Many things that were science fiction yesterday are a reality nowadays, thanks to the technological advancements. You would never have imagined that one day your mobile will be used in the cancer diagnosis. It may look strange but in fact the researchers in UK have stated that just two years from now on, such a system would be a reality. A company namely Owlstone is already using such a desktop based solution at Cambridge University. It is given the name of “Disease Breathalyser”. Once, the technology is fully mature, scientist aim to miniaturize it so that it can be used to diagnose cancer.
The company’s co-founder, Billy Boyle states, “To make a standalone hand-held device, or a module that attaches to a mobile phone, is as little as two years away. It’s just a question of getting the investment.” The company was founded by three engineers about 10 years ago. The aim of the company was to help oil companies in finding the contamination or US anti-terror agencies in finding explosives.

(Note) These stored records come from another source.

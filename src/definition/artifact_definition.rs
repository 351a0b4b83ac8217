
use serde::{Deserialize, Serialize};
use serde_json::{Map, Value};

use crate::constants::{is_known_label, is_supported_os};
use crate::definition::source_type::SourceType;
use crate::error::{CatalogError, Result};

/// A single collection source of an artifact definition.
#[derive(Debug, Serialize, Deserialize, Clone, PartialEq)]
#[serde(deny_unknown_fields)]
pub struct SourceDefinition {
    #[serde(rename = "type")]
    pub type_indicator: SourceType,
    #[serde(default)]
    pub attributes: Map<String, Value>,
    #[serde(default, skip_serializing_if = "Vec::is_empty")]
    pub supported_os: Vec<String>,
    #[serde(default, skip_serializing_if = "Vec::is_empty")]
    pub conditions: Vec<String>,
    #[serde(default, skip_serializing_if = "Vec::is_empty")]
    pub returned_types: Vec<String>,
}

impl SourceDefinition {
    pub fn new(type_indicator: SourceType, attributes: Map<String, Value>) -> Self {
        Self {
            type_indicator,
            attributes,
            supported_os: Vec::new(),
            conditions: Vec::new(),
            returned_types: Vec::new(),
        }
    }

    pub fn type_indicator(&self) -> &'static str {
        self.type_indicator.as_str()
    }
}

/// A parsed forensic artifact definition.
///
/// This is the value the catalog reconciles. Its canonical JSON form is
/// what gets stored as the artifact's `data` and what export re-reads.
#[derive(Debug, Serialize, Deserialize, Clone, PartialEq)]
#[serde(deny_unknown_fields)]
pub struct ArtifactDefinition {
    pub name: String,
    #[serde(default)]
    pub doc: String,
    #[serde(default)]
    pub sources: Vec<SourceDefinition>,
    #[serde(default, skip_serializing_if = "Vec::is_empty")]
    pub labels: Vec<String>,
    #[serde(default, skip_serializing_if = "Vec::is_empty")]
    pub supported_os: Vec<String>,
    #[serde(default, skip_serializing_if = "Vec::is_empty")]
    pub conditions: Vec<String>,
    #[serde(default, skip_serializing_if = "Vec::is_empty")]
    pub provides: Vec<String>,
    #[serde(default, skip_serializing_if = "Vec::is_empty")]
    pub urls: Vec<String>,
    #[serde(default, skip_serializing_if = "Vec::is_empty")]
    pub aliases: Vec<String>,
}

impl ArtifactDefinition {
    /// Build a minimal definition; callers fill in the remaining fields.
    pub fn new(name: impl Into<String>, doc: impl Into<String>) -> Self {
        Self {
            name: name.into(),
            doc: doc.into(),
            sources: Vec::new(),
            labels: Vec::new(),
            supported_os: Vec::new(),
            conditions: Vec::new(),
            provides: Vec::new(),
            urls: Vec::new(),
            aliases: Vec::new(),
        }
    }

    /// Check the definition against the catalog vocabulary and the
    /// per-source-type attribute requirements.
    pub fn validate(&self) -> Result<()> {
        if self.name.trim().is_empty() {
            return Err(CatalogError::invalid("missing name"));
        }

        if self.doc.trim().is_empty() {
            return Err(CatalogError::invalid(format!("{} missing description", self.name)));
        }

        if self.sources.is_empty() {
            return Err(CatalogError::invalid(format!("{} missing sources", self.name)));
        }

        if let Some(label) = self.labels.iter().find(|label| !is_known_label(label)) {
            return Err(CatalogError::invalid(format!("{} undefined label: {}", self.name, label)));
        }

        check_supported_os(&self.name, &self.supported_os)?;

        for source in &self.sources {
            check_supported_os(&self.name, &source.supported_os)?;

            for attribute in source.type_indicator.required_attributes() {
                if !source.attributes.contains_key(*attribute) {
                    return Err(CatalogError::invalid(format!(
                        "{} {} source missing attribute: {}",
                        self.name, source.type_indicator, attribute
                    )));
                }
            }
        }

        Ok(())
    }

    /// Serialize to the canonical JSON stored as an artifact's `data`.
    pub fn to_canonical_json(&self) -> Result<String> {
        serde_json::to_string(self).map_err(|e| CatalogError::invalid(e.to_string()))
    }

    /// Parse a definition back out of a stored `data` blob.
    pub fn from_canonical_json(data: &str) -> Result<Self> {
        serde_json::from_str(data).map_err(|e| CatalogError::invalid(e.to_string()))
    }
}

fn check_supported_os(name: &str, supported_os: &[String]) -> Result<()> {
    match supported_os.iter().find(|os| !is_supported_os(os)) {
        Some(os) => Err(CatalogError::invalid(format!(
            "{} undefined supported operating system: {}",
            name, os
        ))),
        None => Ok(()),
    }
}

The reason for the company going into medical arena was Boyle’s 34 years old girlfriend. She was diagnosed with colon cancer; she was also mother of his twins Oscar and Isaac. She was having stomach pain and when taken to the hospital, she was diagnosed with a stage 4 colon cancer. Boyle was too sad for her and made his mind to work for the cancer patients. He was surprised to know that according to the stats 40,000 patients were yearly diagnosed with this disease. The main reason of mortality of this disease was its late diagnosis. He says “if the cancer is diagnosed at first stage, the chances for survival are high up to 90 percent but at a stage of 4, the chances are only 6 percent.”
The technology is using a microchip that can smell any chemical up to the extent of parts-per-trillion. It makes the technology suitable for detecting the earlier stages colon cancer. The size of the micro-chip is only a finger-nail. The markers of cancer are released from the body via breath, urine and faeces. For the colon cancer, the markers appear in the breath of the victim at a far early stage which is even better than than faecal or occult blood test. Boyle says, “The hope is our technology will give us a screening tool that has better diagnostic accuracy, so fewer people will be sent for unnecessary colonoscopies.”
However, a question arises here whether the people will rely on such a technology or doctor. Let this question be answered by the time and the people. But we do hope that this type of technology must be encouraged to combat the diseases.